But exactly. My point is not that Goethe is a monster; he’s a man. His human weaknesses and vulgarity are expressly presented.
But it was certainly NOT Spielberg’s intent to make Goethe appear as if he had a sheen of goodness, as Jarbabyj’s pink lemonde side wanted to see. (I like pink lemonade.) It was to illustrate the human banality of Goethe, the depth of his psychological perversion, to show the sort of men that do this.
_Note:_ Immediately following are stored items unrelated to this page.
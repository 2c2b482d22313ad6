use crate::{
    card_client::{CardClient, NetworkIntent},
    services::{
        join::{JoinOutcome, JoinTarget, NetworkJoin},
        pacing::Pacer,
        progress::JoinObserver,
        status::StatusResolver,
    },
};
use anyhow::{Context, Result};
use log::{info, warn};
use std::io::Write;

/// Result of adding a network to the card
#[derive(Debug, PartialEq, Eq)]
pub enum AddOutcome {
    Added,
    Rejected(JoinOutcome),
}

/// Network configuration operations on the card
pub struct NetworkService;

impl NetworkService {
    /// Test whether the card can join `target`
    pub async fn test<C, R, P, O>(
        join: &NetworkJoin<'_, C, R, P>,
        target: &JoinTarget,
        observer: &mut O,
    ) -> JoinOutcome
    where
        C: CardClient,
        R: StatusResolver,
        P: Pacer,
        O: JoinObserver,
    {
        join.attempt(target, observer).await
    }

    /// Add `target` to the card's configured networks.
    ///
    /// Unless `force` is set the network is tested first and only added when
    /// the card manages to join it.
    pub async fn add<C, R, P, O, W>(
        client: &C,
        join: &NetworkJoin<'_, C, R, P>,
        target: &JoinTarget,
        force: bool,
        observer: &mut O,
        out: &mut W,
    ) -> Result<AddOutcome>
    where
        C: CardClient,
        R: StatusResolver,
        P: Pacer,
        O: JoinObserver,
        W: Write,
    {
        if force {
            info!("forced: skipping network test");
        } else {
            let outcome = join.attempt(target, observer).await;
            if !outcome.is_success() {
                warn!("not adding network '{}'", target.essid());
                writeln!(
                    out,
                    "Error connecting to network '{}', not adding.",
                    target.essid()
                )?;
                writeln!(out, "use --force to override")?;
                return Ok(AddOutcome::Rejected(outcome));
            }
        }

        client
            .send_network_action(target.request(NetworkIntent::Add))
            .await
            .context(format!("failed to add network '{}'", target.essid()))?;

        info!("added network '{}'", target.essid());
        Ok(AddOutcome::Added)
    }

    /// Remove the network named `essid` from the card
    pub async fn remove<C>(client: &C, target: &JoinTarget) -> Result<()>
    where
        C: CardClient,
    {
        client
            .send_network_action(target.request(NetworkIntent::Remove))
            .await
            .context(format!("failed to remove network '{}'", target.essid()))?;

        info!("removed network '{}'", target.essid());
        Ok(())
    }
}
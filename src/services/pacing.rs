//! Poll pacing and cooperative cancellation for the join loop.

use std::{
    sync::{
        Arc,
        atomic::{AtomicBool, Ordering},
    },
    time::Duration,
};
use tokio::{sync::Notify, time::sleep};
use trait_variant::make;

/// Waits between two consecutive status polls
#[make(Send)]
pub trait Pacer {
    async fn pause(&self);
}

/// Sleeps a fixed interval between polls
#[derive(Clone, Copy, Debug)]
pub struct IntervalPacer {
    interval: Duration,
}

impl IntervalPacer {
    pub fn new(interval: Duration) -> Self {
        Self { interval }
    }
}

impl Pacer for IntervalPacer {
    async fn pause(&self) {
        if !self.interval.is_zero() {
            sleep(self.interval).await;
        }
    }
}

/// Polls back to back
#[derive(Clone, Copy, Debug, Default)]
pub struct NoPacing;

impl Pacer for NoPacing {
    async fn pause(&self) {}
}

/// Cancellation flag shared between the join loop and whoever may interrupt it.
///
/// The loop looks at it once per iteration and also races every card
/// transaction and pause against [`CancelToken::cancelled`].
#[derive(Clone, Debug, Default)]
pub struct CancelToken(Arc<CancelState>);

#[derive(Debug, Default)]
struct CancelState {
    cancelled: AtomicBool,
    notify: Notify,
}

impl CancelToken {
    pub fn new() -> Self {
        Self::default()
    }

    pub fn cancel(&self) {
        self.0.cancelled.store(true, Ordering::SeqCst);
        self.0.notify.notify_waiters();
    }

    pub fn is_cancelled(&self) -> bool {
        self.0.cancelled.load(Ordering::SeqCst)
    }

    /// Resolves once [`CancelToken::cancel`] has been called on any clone
    pub async fn cancelled(&self) {
        loop {
            let notified = self.0.notify.notified();
            if self.is_cancelled() {
                return;
            }
            notified.await;
        }
    }
}
use bridge_traits::ChannelError;
use serde_json::json;
use thiserror::Error;

/// Error code sent to a caller whose subscribe collided with a live identifier.
pub const DUPLICATE_ID_CODE: &str = "DUPLICATE_ID";

#[derive(Error, Debug, Clone, PartialEq, Eq)]
pub enum RegistryError {
    #[error("Stream identifier '{identifier}' is already listening (event '{event_name}')")]
    DuplicateIdentifier {
        event_name: String,
        identifier: String,
    },
}

impl From<RegistryError> for ChannelError {
    fn from(err: RegistryError) -> Self {
        let message = err.to_string();
        match err {
            RegistryError::DuplicateIdentifier {
                event_name,
                identifier,
            } => ChannelError::new(DUPLICATE_ID_CODE, message)
                .with_details(json!({ "name": event_name, "id": identifier })),
        }
    }
}

pub type Result<T> = std::result::Result<T, RegistryError>;

#[cfg(test)]
mod tests {
    use super::*;

    #[test]
    fn test_duplicate_identifier_to_channel_error() {
        let err = RegistryError::DuplicateIdentifier {
            event_name: "accelerometer".to_string(),
            identifier: "a-1".to_string(),
        };

        let channel: ChannelError = err.into();
        assert_eq!(channel.code, DUPLICATE_ID_CODE);
        assert!(channel.message.contains("a-1"));
        assert_eq!(
            channel.details,
            Some(json!({ "name": "accelerometer", "id": "a-1" }))
        );
    }
}
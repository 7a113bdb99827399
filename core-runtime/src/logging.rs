//! # Logging & Tracing Infrastructure
//!
//! Provides structured logging with the `tracing` crate, supporting:
//! - JSON, pretty and compact output formats
//! - Module-level filtering
//! - Redaction of user-supplied values (sensor labels)
//! - Mirroring into the host's logger via `LoggerSink`
//!
//! ## Overview
//!
//! Bridge crates only emit `tracing` events. A plugin calls [`init_logging`]
//! once at startup to install a subscriber; when a `LoggerSink` is configured
//! every event that survives filtering is also forwarded to it, so bridge
//! output shows up in Logcat / `os_log` next to the host's own logs.
//!
//! ## Usage
//!
//! ```ignore
//! use bridge_traits::logging::{LogLevel, StderrLogger};
//! use core_runtime::logging::{init_logging, LogFormat, LoggingConfig};
//! use std::sync::Arc;
//!
//! let config = LoggingConfig::default()
//!     .with_format(LogFormat::Compact)
//!     .with_level(LogLevel::Debug)
//!     .with_logger_sink(Arc::new(StderrLogger::default()));
//!
//! init_logging(config)?;
//! tracing::info!("Bridge starting");
//! ```

use crate::error::Result;
#[cfg(not(target_arch = "wasm32"))]
use crate::error::Error;

use bridge_traits::logging::{LogLevel, LoggerSink};
#[cfg(not(target_arch = "wasm32"))]
use bridge_traits::logging::LogEntry;

#[cfg(not(target_arch = "wasm32"))]
use once_cell::sync::OnceCell;
#[cfg(not(target_arch = "wasm32"))]
use std::collections::HashMap;
#[cfg(not(target_arch = "wasm32"))]
use std::fmt;
#[cfg(not(target_arch = "wasm32"))]
use std::io;
use std::sync::Arc;

#[cfg(not(target_arch = "wasm32"))]
use tokio::runtime::Runtime;
#[cfg(not(target_arch = "wasm32"))]
use tracing::field::{Field, Visit};
#[cfg(not(target_arch = "wasm32"))]
use tracing::{Event, Subscriber};
#[cfg(not(target_arch = "wasm32"))]
use tracing_subscriber::{
    filter::EnvFilter,
    layer::{Context, SubscriberExt},
    registry::LookupSpan,
    util::SubscriberInitExt,
    Layer,
};

/// Crates whose events the default filter lets through at the configured level.
#[cfg(not(target_arch = "wasm32"))]
const BRIDGE_CRATES: &[&str] = &[
    "bridge_traits",
    "bridge_desktop",
    "core_runtime",
    "core_streams",
    "core_service",
];

/// Log output format
#[derive(Debug, Clone, Copy, PartialEq, Eq)]
pub enum LogFormat {
    /// Human-readable pretty format with colors
    Pretty,
    /// Structured JSON format for machine parsing
    Json,
    /// Single-line format, suited to host log pipelines
    Compact,
}

impl Default for LogFormat {
    fn default() -> Self {
        #[cfg(debug_assertions)]
        return Self::Pretty;

        #[cfg(not(debug_assertions))]
        return Self::Compact;
    }
}

/// Logging configuration
#[derive(Clone)]
pub struct LoggingConfig {
    /// Output format
    pub format: LogFormat,
    /// Minimum log level
    pub level: LogLevel,
    /// Custom filter string (e.g., "core_streams=trace,core_service=debug")
    pub filter: Option<String>,
    /// Optional logger sink for forwarding logs to host
    pub logger_sink: Option<Arc<dyn LoggerSink>>,
    /// Display target module in logs
    pub display_target: bool,
    /// Display thread info; useful since sensor events arrive off the platform thread
    pub display_thread_info: bool,
}

impl Default for LoggingConfig {
    fn default() -> Self {
        Self {
            format: LogFormat::default(),
            level: LogLevel::Info,
            filter: None,
            logger_sink: None,
            display_target: true,
            display_thread_info: false,
        }
    }
}

impl LoggingConfig {
    pub fn with_format(mut self, format: LogFormat) -> Self {
        self.format = format;
        self
    }

    pub fn with_level(mut self, level: LogLevel) -> Self {
        self.level = level;
        self
    }

    pub fn with_filter(mut self, filter: impl Into<String>) -> Self {
        self.filter = Some(filter.into());
        self
    }

    pub fn with_logger_sink(mut self, sink: Arc<dyn LoggerSink>) -> Self {
        self.logger_sink = Some(sink);
        self
    }

    pub fn with_target(mut self, display: bool) -> Self {
        self.display_target = display;
        self
    }

    pub fn with_thread_info(mut self, display: bool) -> Self {
        self.display_thread_info = display;
        self
    }
}

/// Initialize the logging system
///
/// Call once per process. A second call returns `Error::Logging` because a
/// global subscriber is already installed.
#[cfg(not(target_arch = "wasm32"))]
pub fn init_logging(config: LoggingConfig) -> Result<()> {
    let filter = build_filter(&config)?;
    let sink_layer = LoggerSinkLayer::new(config.logger_sink.clone());

    let registry = tracing_subscriber::registry().with(filter).with(sink_layer);

    let result = match config.format {
        LogFormat::Pretty => registry
            .with(
                tracing_subscriber::fmt::layer()
                    .pretty()
                    .with_target(config.display_target)
                    .with_thread_ids(config.display_thread_info)
                    .with_thread_names(config.display_thread_info)
                    .with_writer(io::stderr),
            )
            .try_init(),
        LogFormat::Json => registry
            .with(
                tracing_subscriber::fmt::layer()
                    .json()
                    .flatten_event(true)
                    .with_target(config.display_target)
                    .with_thread_ids(config.display_thread_info)
                    .with_thread_names(config.display_thread_info)
                    .with_writer(io::stderr),
            )
            .try_init(),
        LogFormat::Compact => registry
            .with(
                tracing_subscriber::fmt::layer()
                    .compact()
                    .with_target(config.display_target)
                    .with_thread_ids(config.display_thread_info)
                    .with_thread_names(config.display_thread_info)
                    .with_writer(io::stderr),
            )
            .try_init(),
    };

    result.map_err(|e| Error::Logging(e.to_string()))
}

/// WASM hosts route logs through the browser console themselves.
#[cfg(target_arch = "wasm32")]
pub fn init_logging(_config: LoggingConfig) -> Result<()> {
    Ok(())
}

#[cfg(not(target_arch = "wasm32"))]
fn build_filter(config: &LoggingConfig) -> Result<EnvFilter> {
    let filter_string = match &config.filter {
        Some(custom) => custom.clone(),
        None => {
            let level = config.level.as_str();
            let mut directives = vec!["warn".to_string()];
            directives.extend(
                BRIDGE_CRATES
                    .iter()
                    .map(|krate| format!("{}={}", krate, level)),
            );
            directives.join(",")
        }
    };

    EnvFilter::try_new(filter_string)
        .map_err(|e| Error::Config(format!("Invalid log filter: {}", e)))
}

/// Layer that forwards events to a `LoggerSink` implementation.
#[cfg(not(target_arch = "wasm32"))]
struct LoggerSinkLayer {
    sink: Option<Arc<dyn LoggerSink>>,
    /// Drives the sink for events logged outside any tokio runtime. Built on
    /// first use; `None` if it could not be built.
    fallback: OnceCell<Option<Runtime>>,
}

#[cfg(not(target_arch = "wasm32"))]
impl LoggerSinkLayer {
    fn new(sink: Option<Arc<dyn LoggerSink>>) -> Self {
        Self {
            sink,
            fallback: OnceCell::new(),
        }
    }

    fn fallback_runtime(&self) -> Option<&Runtime> {
        self.fallback
            .get_or_init(|| match tokio::runtime::Builder::new_current_thread().build() {
                Ok(runtime) => Some(runtime),
                Err(err) => {
                    eprintln!("LoggerSink runtime unavailable: {}", err);
                    None
                }
            })
            .as_ref()
    }
}

#[cfg(not(target_arch = "wasm32"))]
impl<S> Layer<S> for LoggerSinkLayer
where
    S: Subscriber + for<'a> LookupSpan<'a>,
{
    fn on_event(&self, event: &Event<'_>, ctx: Context<'_, S>) {
        let Some(sink) = self.sink.as_ref() else {
            return;
        };

        let metadata = event.metadata();
        let level = tracing_level_to_log_level(*metadata.level());

        if level < sink.min_level() {
            return;
        }

        let mut visitor = SinkVisitor::default();
        event.record(&mut visitor);

        let message = visitor
            .message
            .unwrap_or_else(|| metadata.name().to_string());

        let mut entry = LogEntry::new(level, metadata.target(), message);
        for (key, value) in visitor.fields {
            entry = entry.with_field(key, value);
        }

        if let Some(span) = ctx.lookup_current() {
            entry.span_id = Some(span.name().to_string());
        }

        let sink = Arc::clone(sink);

        // Sensor events are logged from plain background threads as well as
        // from inside the host's runtime.
        if let Ok(handle) = tokio::runtime::Handle::try_current() {
            handle.spawn(async move {
                if let Err(err) = sink.log(entry).await {
                    eprintln!("LoggerSink error: {}", err);
                }
            });
            return;
        }

        if let Some(runtime) = self.fallback_runtime() {
            if let Err(err) = runtime.block_on(sink.log(entry)) {
                eprintln!("LoggerSink error: {}", err);
            }
        }
    }
}

#[cfg(not(target_arch = "wasm32"))]
#[derive(Default)]
struct SinkVisitor {
    message: Option<String>,
    fields: HashMap<String, String>,
}

#[cfg(not(target_arch = "wasm32"))]
impl SinkVisitor {
    fn record_value(&mut self, field: &Field, value: String) {
        if field.name() == "message" {
            self.message = Some(value);
        } else {
            self.fields.insert(field.name().to_string(), value);
        }
    }
}

#[cfg(not(target_arch = "wasm32"))]
impl Visit for SinkVisitor {
    fn record_str(&mut self, field: &Field, value: &str) {
        self.record_value(field, value.to_string());
    }

    fn record_i64(&mut self, field: &Field, value: i64) {
        self.record_value(field, value.to_string());
    }

    fn record_u64(&mut self, field: &Field, value: u64) {
        self.record_value(field, value.to_string());
    }

    fn record_bool(&mut self, field: &Field, value: bool) {
        self.record_value(field, value.to_string());
    }

    fn record_debug(&mut self, field: &Field, value: &dyn fmt::Debug) {
        self.record_value(field, format!("{:?}", value));
    }
}

#[cfg(not(target_arch = "wasm32"))]
fn tracing_level_to_log_level(level: tracing::Level) -> LogLevel {
    match level {
        tracing::Level::TRACE => LogLevel::Trace,
        tracing::Level::DEBUG => LogLevel::Debug,
        tracing::Level::INFO => LogLevel::Info,
        tracing::Level::WARN => LogLevel::Warn,
        tracing::Level::ERROR => LogLevel::Error,
    }
}

/// Redacts values of fields that may identify the user.
///
/// Sensor labels are free text chosen by the app (often a participant or
/// activity name), so they are masked down to their length.
///
/// ```
/// use core_runtime::logging::redact_if_sensitive;
///
/// assert_eq!(redact_if_sensitive("label", "alice-run"), "[REDACTED:9]");
/// assert_eq!(redact_if_sensitive("method", "start"), "start");
/// ```
pub fn redact_if_sensitive(field_name: &str, value: &str) -> String {
    const SENSITIVE_FIELDS: &[&str] = &["label", "token", "password", "secret", "device_id"];

    let field_lower = field_name.to_lowercase();
    if SENSITIVE_FIELDS.iter().any(|&f| field_lower.contains(f)) {
        format!("[REDACTED:{}]", value.chars().count())
    } else {
        value.to_string()
    }
}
Goethe, to my mind, defies traditional Hollywood convention of villiany. Hollywood has basically three kinds of villians
- Evil geniuses like Darth Vader, Hannibal Lecter, Blofeld, or any number of modern day Anne Rice I’m-so-cool-teenagers-love-me vampires,
- Cartoonish super-evil dudes like the Indiana Jones Nazis, or Draco Malfoy types, and
- Natural/supernatural killing machines like Aliens or Jaws.
Goethe is none of these. He is not a charming evil genius. He is not cartoonish at all - he’s horribly real (and of course based on a real person) and he’s not a shark. He’s a straightforward authoritarian sociopath, the most realistic sociopath I can ever remember seeing in a movie. So to address Jarbabyj’s queries about the two scenes in question, I don’t think Spielberg was AT ALL trying to tease us with the notion Goethe might do something good. I think the clear intent on a thematic level (tossing aside the enormous horror and tension value of what physically happens - remember how physically proximate Stern is to one of those incidents, and the danger he was in) was to demonstrate that Goethe was a man whose nature was sadistic and devoid of empathy - and to show Goethe as mirroring Naziism himself. Goethe, at least as portrayed in the film, is the absolute, 100% up and down perfect personification of a Nazi.
That’s why the scenes with Goethe and Helen are so powerful (and I agree, Jar; the scene in the basement is among the very finest ever committed to film) because it’s then that you best see Goethe’s humanity, and how truly twisted his humanity is.